Exercise prompt = The response must be made up of the lines in the entries below that contain "TieBreakArg".
━━━━━━━━
//! Interrupt handling for the reactor loop.
//!
//! A SIGINT handler sets a process-wide flag; the reactor checks it each
//! poll tick and returns from `run` so connections are torn down on the
//! loop thread instead of mid-syscall.

use std::sync::atomic::{AtomicBool, Ordering};
use std::sync::Once;

static REQUESTED: AtomicBool = AtomicBool::new(false);
static INSTALL: Once = Once::new();

extern "C" fn on_sigint(_signum: libc::c_int) {
    REQUESTED.store(true, Ordering::SeqCst);
}

/// Install the SIGINT handler. Idempotent.
pub fn install() {
    INSTALL.call_once(|| unsafe {
        let handler = on_sigint as extern "C" fn(libc::c_int) as libc::sighandler_t;
        libc::signal(libc::SIGINT, handler);
    });
}

/// True once an interrupt has been observed.
pub fn requested() -> bool {
    REQUESTED.load(Ordering::SeqCst)
}
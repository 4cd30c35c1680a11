use std::path::PathBuf;
use thiserror::Error;

#[derive(Error, Debug)]
pub enum AuprError {
    #[error("I/O error: {0}")]
    Io(#[from] std::io::Error),

    #[error("{}: magic 0x{found:08x} != 0x{expected:08x}", .path.display(), expected = crate::format::AU_MAGIC)]
    HeaderMismatch { path: PathBuf, found: u32 },

    #[error("{}: truncated header ({len} of {} bytes)", .path.display(), crate::format::AU_HEADER_LEN)]
    TruncatedFile { path: PathBuf, len: u64 },

    #[error("{}: non-integer number of samples (size = {size}, offset = {data_offset})", .path.display())]
    MalformedPayload {
        path: PathBuf,
        size: u64,
        data_offset: i32,
    },

    #[error("file already exists: {}", .0.display())]
    AlreadyExists(PathBuf),

    #[error("Format error: {0}")]
    Format(String),
}

impl AuprError {
    /// Header failures that warrant trying the paired channel's file.
    pub fn is_header_failure(&self) -> bool {
        matches!(
            self,
            AuprError::HeaderMismatch { .. } | AuprError::TruncatedFile { .. }
        )
    }
}

// Convenient crate-wide result type
pub type Result<T> = std::result::Result<T, AuprError>;
use crate::error::Result;
use crate::format::{BLOCK_EXT, DATA_DIR_SUFFIX, INNER_DIR_PREFIX, OUTER_DIR_PREFIX};
use std::ffi::OsStr;
use std::fs;
use std::path::{Path, PathBuf};
use std::time::SystemTime;
use time::OffsetDateTime;
use tracing::{debug, warn};
use walkdir::{DirEntry, WalkDir};

/// A candidate block file as found on disk.
#[derive(Debug, Clone, PartialEq, Eq)]
pub struct BlockFile {
    pub path: PathBuf,
    pub modified: SystemTime,
    pub size: u64,
}

impl BlockFile {
    pub fn file_name(&self) -> String {
        base_name(&self.path)
    }

    pub fn modified_utc(&self) -> OffsetDateTime {
        OffsetDateTime::from(self.modified)
    }
}

/// Basename as stored in the project document.
pub fn base_name(path: &Path) -> String {
    path.file_name()
        .map(|n| n.to_string_lossy().to_string())
        .unwrap_or_default()
}

/// Secondary ordering for blocks with identical modification times.
#[derive(Debug, Clone, Copy, Default, PartialEq, Eq)]
pub enum TieBreak {
    /// Keep the order the directory walk produced them in.
    #[default]
    Enumeration,
    FileName,
}

pub fn data_dir(base: &Path, project: &str) -> PathBuf {
    base.join(format!("{project}{DATA_DIR_SUFFIX}"))
}

fn has_prefix(name: &OsStr, prefix: &str) -> bool {
    name.to_str().is_some_and(|n| n.starts_with(prefix))
}

// Prune the walk to `e*/d*` before descending.
fn wanted(e: &DirEntry) -> bool {
    match e.depth() {
        0 => true,
        1 => e.file_type().is_dir() && has_prefix(e.file_name(), OUTER_DIR_PREFIX),
        2 => e.file_type().is_dir() && has_prefix(e.file_name(), INNER_DIR_PREFIX),
        _ => true,
    }
}

fn is_block(e: &DirEntry) -> bool {
    let p = e.path();
    e.depth() == 3
        && e.file_type().is_file()
        && p.extension() == Some(OsStr::new(BLOCK_EXT))
        && !has_prefix(e.file_name(), ".")
}

/// Collect `<project>_data/e*/d*/*.au` under `base`, ordered by modification time.
///
/// A missing data directory is not an error; it recovers zero blocks.
pub fn discover(base: &Path, project: &str, tie_break: TieBreak) -> Result<Vec<BlockFile>> {
    let root = data_dir(base, project);
    if !root.is_dir() {
        warn!(dir = %root.display(), "data directory not found");
        return Ok(Vec::new());
    }

    let mut blocks = Vec::new();
    let walk = WalkDir::new(&root)
        .follow_links(true)
        .max_depth(3)
        .into_iter()
        .filter_entry(wanted);
    for e in walk {
        let e = match e {
            Ok(e) => e,
            // symlink cycles and dangling links are not blocks
            Err(err)
                if err.loop_ancestor().is_some()
                    || err.io_error().map(|io| io.kind())
                        == Some(std::io::ErrorKind::NotFound) =>
            {
                warn!(path = ?err.path(), "skipping unresolvable entry: {err}");
                continue;
            }
            Err(err) => return Err(std::io::Error::new(std::io::ErrorKind::Other, err).into()),
        };
        if !is_block(&e) {
            continue;
        }
        let md = e.metadata().map_err(|e| std::io::Error::new(std::io::ErrorKind::Other, e))?;
        blocks.push(BlockFile {
            path: e.path().to_path_buf(),
            modified: md.modified()?,
            size: md.len(),
        });
    }

    match tie_break {
        // stable: equal timestamps keep walk order
        TieBreak::Enumeration => blocks.sort_by_key(|b| b.modified),
        TieBreak::FileName => blocks.sort_by(|a, b| {
            a.modified
                .cmp(&b.modified)
                .then_with(|| a.path.file_name().cmp(&b.path.file_name()))
        }),
    }
    debug!(count = blocks.len(), dir = %root.display(), "discovered block files");
    Ok(blocks)
}

/// Names of projects with a `<name>_data` directory directly under `base`.
pub fn list_projects(base: &Path) -> Result<Vec<String>> {
    let mut names = Vec::new();
    for entry in fs::read_dir(base)? {
        let entry = entry?;
        if !entry.file_type()?.is_dir() {
            continue;
        }
        let name = entry.file_name().to_string_lossy().to_string();
        if let Some(stem) = name.strip_suffix(DATA_DIR_SUFFIX) {
            if !stem.is_empty() {
                names.push(stem.to_string());
            }
        }
    }
    names.sort();
    Ok(names)
}

#[cfg(test)]
mod tests {
    use super::*;
    use std::fs::File;
    use std::time::Duration;

    fn touch(path: &Path, secs: u64) {
        fs::create_dir_all(path.parent().unwrap()).unwrap();
        let f = File::create(path).unwrap();
        f.set_modified(SystemTime::UNIX_EPOCH + Duration::from_secs(secs))
            .unwrap();
    }

    #[test]
    fn only_matches_nested_layout() {
        let tmp = tempfile::tempdir().unwrap();
        let data = tmp.path().join("song_data");
        touch(&data.join("e00/d00/b1.au"), 100);
        touch(&data.join("e00/d01/b2.au"), 200);
        touch(&data.join("e00/b3.au"), 300);
        touch(&data.join("x00/d00/b4.au"), 400);
        touch(&data.join("e00/x00/b5.au"), 500);
        touch(&data.join("e00/d00/b6.wav"), 600);
        touch(&data.join("e00/d00/sub/b7.au"), 700);

        let found = discover(tmp.path(), "song", TieBreak::Enumeration).unwrap();
        let names: Vec<_> = found.iter().map(|b| b.file_name()).collect();
        assert_eq!(names, vec!["b1.au", "b2.au"]);
    }

    #[test]
    fn prunes_directories_outside_layout() {
        let tmp = tempfile::tempdir().unwrap();
        let data = tmp.path().join("p_data");
        touch(&data.join("e00/d00/a.au"), 10);
        touch(&data.join("backup/d00/stray.au"), 11);
        touch(&data.join("e00/old/stray2.au"), 12);
        touch(&data.join("a.au"), 13);

        let found = discover(tmp.path(), "p", TieBreak::Enumeration).unwrap();
        let names: Vec<_> = found.iter().map(|b| b.file_name()).collect();
        assert_eq!(names, vec!["a.au"]);
    }

    #[cfg(unix)]
    #[test]
    fn follows_symlinked_directories_and_blocks() {
        use std::os::unix::fs::symlink;

        let tmp = tempfile::tempdir().unwrap();
        let elsewhere = tmp.path().join("elsewhere");
        touch(&elsewhere.join("d00/linked_dir.au"), 20);
        touch(&elsewhere.join("target.au"), 30);
        let data = tmp.path().join("p_data");
        touch(&data.join("e00/d00/plain.au"), 10);
        symlink(&elsewhere, data.join("e01")).unwrap();
        symlink(elsewhere.join("target.au"), data.join("e00/d00/link.au")).unwrap();
        symlink(tmp.path().join("missing.au"), data.join("e00/d00/dangling.au")).unwrap();
        // cycle back to the data root
        symlink(&data, data.join("e00/d01")).unwrap();

        let found = discover(tmp.path(), "p", TieBreak::Enumeration).unwrap();
        let names: Vec<_> = found.iter().map(|b| b.file_name()).collect();
        assert_eq!(names, vec!["plain.au", "linked_dir.au", "link.au"]);
    }

    #[test]
    fn orders_by_modification_time() {
        let tmp = tempfile::tempdir().unwrap();
        let data = tmp.path().join("p_data");
        touch(&data.join("e01/d07/zz.au"), 10);
        touch(&data.join("e00/d00/aa.au"), 30);
        touch(&data.join("e02/d03/mm.au"), 20);

        let found = discover(tmp.path(), "p", TieBreak::Enumeration).unwrap();
        let names: Vec<_> = found.iter().map(|b| b.file_name()).collect();
        assert_eq!(names, vec!["zz.au", "mm.au", "aa.au"]);
        assert!(found.windows(2).all(|w| w[0].modified <= w[1].modified));
    }

    #[test]
    fn filename_tie_break_is_deterministic() {
        let tmp = tempfile::tempdir().unwrap();
        let data = tmp.path().join("p_data");
        touch(&data.join("e00/d00/c.au"), 50);
        touch(&data.join("e00/d01/a.au"), 50);
        touch(&data.join("e01/d00/b.au"), 50);
        touch(&data.join("e00/d00/first.au"), 5);

        let found = discover(tmp.path(), "p", TieBreak::FileName).unwrap();
        let names: Vec<_> = found.iter().map(|b| b.file_name()).collect();
        assert_eq!(names, vec!["first.au", "a.au", "b.au", "c.au"]);
    }

    #[test]
    fn missing_data_dir_yields_nothing() {
        let tmp = tempfile::tempdir().unwrap();
        let found = discover(tmp.path(), "absent", TieBreak::Enumeration).unwrap();
        assert!(found.is_empty());
    }

    #[test]
    fn lists_data_directories_as_projects() {
        let tmp = tempfile::tempdir().unwrap();
        fs::create_dir(tmp.path().join("beta_data")).unwrap();
        fs::create_dir(tmp.path().join("alpha_data")).unwrap();
        fs::create_dir(tmp.path().join("_data")).unwrap();
        fs::create_dir(tmp.path().join("other")).unwrap();
        File::create(tmp.path().join("file_data")).unwrap();

        assert_eq!(list_projects(tmp.path()).unwrap(), vec!["alpha", "beta"]);
    }
}
use aupr_core::TieBreak;
use clap::{ArgAction, Parser, Subcommand, ValueEnum};
use std::path::PathBuf;

#[derive(Parser)]
#[command(author, version, about = "Rebuild an Audacity .aup project from its .au block files", long_about = None)]
pub struct Cli {
    /// More log output (debug)
    #[arg(short, long, global = true, action = ArgAction::SetTrue)]
    pub verbose: bool,

    /// Only warnings and errors
    #[arg(short, long, global = true, conflicts_with = "verbose")]
    pub quiet: bool,

    #[command(subcommand)]
    pub command: Commands,
}

#[derive(Clone, Copy, Debug, Default, ValueEnum)]
pub enum TieBreakArg {
    /// Keep directory walk order for equal timestamps
    #[default]
    Walk,
    /// Order equal timestamps by file name
    Name,
}

impl From<TieBreakArg> for TieBreak {
    fn from(t: TieBreakArg) -> Self {
        match t {
            TieBreakArg::Walk => TieBreak::Enumeration,
            TieBreakArg::Name => TieBreak::FileName,
        }
    }
}

#[derive(Subcommand)]
pub enum Commands {
    /// Write <basepath>/<project>.aup from <basepath>/<project>_data/e*/d*/*.au
    Recover {
        basepath: PathBuf,
        project: String,

        /// Output path (defaults to <basepath>/<project>.aup)
        #[arg(long)]
        out: Option<PathBuf>,

        #[arg(long, value_enum, default_value_t = TieBreakArg::Walk)]
        tie_break: TieBreakArg,

        /// Inspect blocks and report, but write nothing
        #[arg(long)]
        dry_run: bool,

        /// Leave corruption comments out of the project file
        #[arg(long)]
        no_annotate: bool,

        /// Print the recovery report as JSON on stdout
        #[arg(long)]
        json: bool,
    },

    /// List projects (<name>_data directories) under a base path
    Projects { basepath: PathBuf },

    /// Show discovered blocks in recording order with their channel
    Scan {
        basepath: PathBuf,
        project: String,

        #[arg(long, value_enum, default_value_t = TieBreakArg::Walk)]
        tie_break: TieBreakArg,
    },

    /// Print header and sample geometry of block files
    Inspect {
        #[arg(required = true)]
        files: Vec<PathBuf>,
    },
}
━━━━━━━━
Written reply =
pub enum TieBreakArg {
impl From<TieBreakArg> for TieBreak {
    fn from(t: TieBreakArg) -> Self {
            TieBreakArg::Walk => TieBreak::Enumeration,
            TieBreakArg::Name => TieBreak::FileName,
        #[arg(long, value_enum, default_value_t = TieBreakArg::Walk)]
        tie_break: TieBreakArg,
        #[arg(long, value_enum, default_value_t = TieBreakArg::Walk)]
        tie_break: TieBreakArg,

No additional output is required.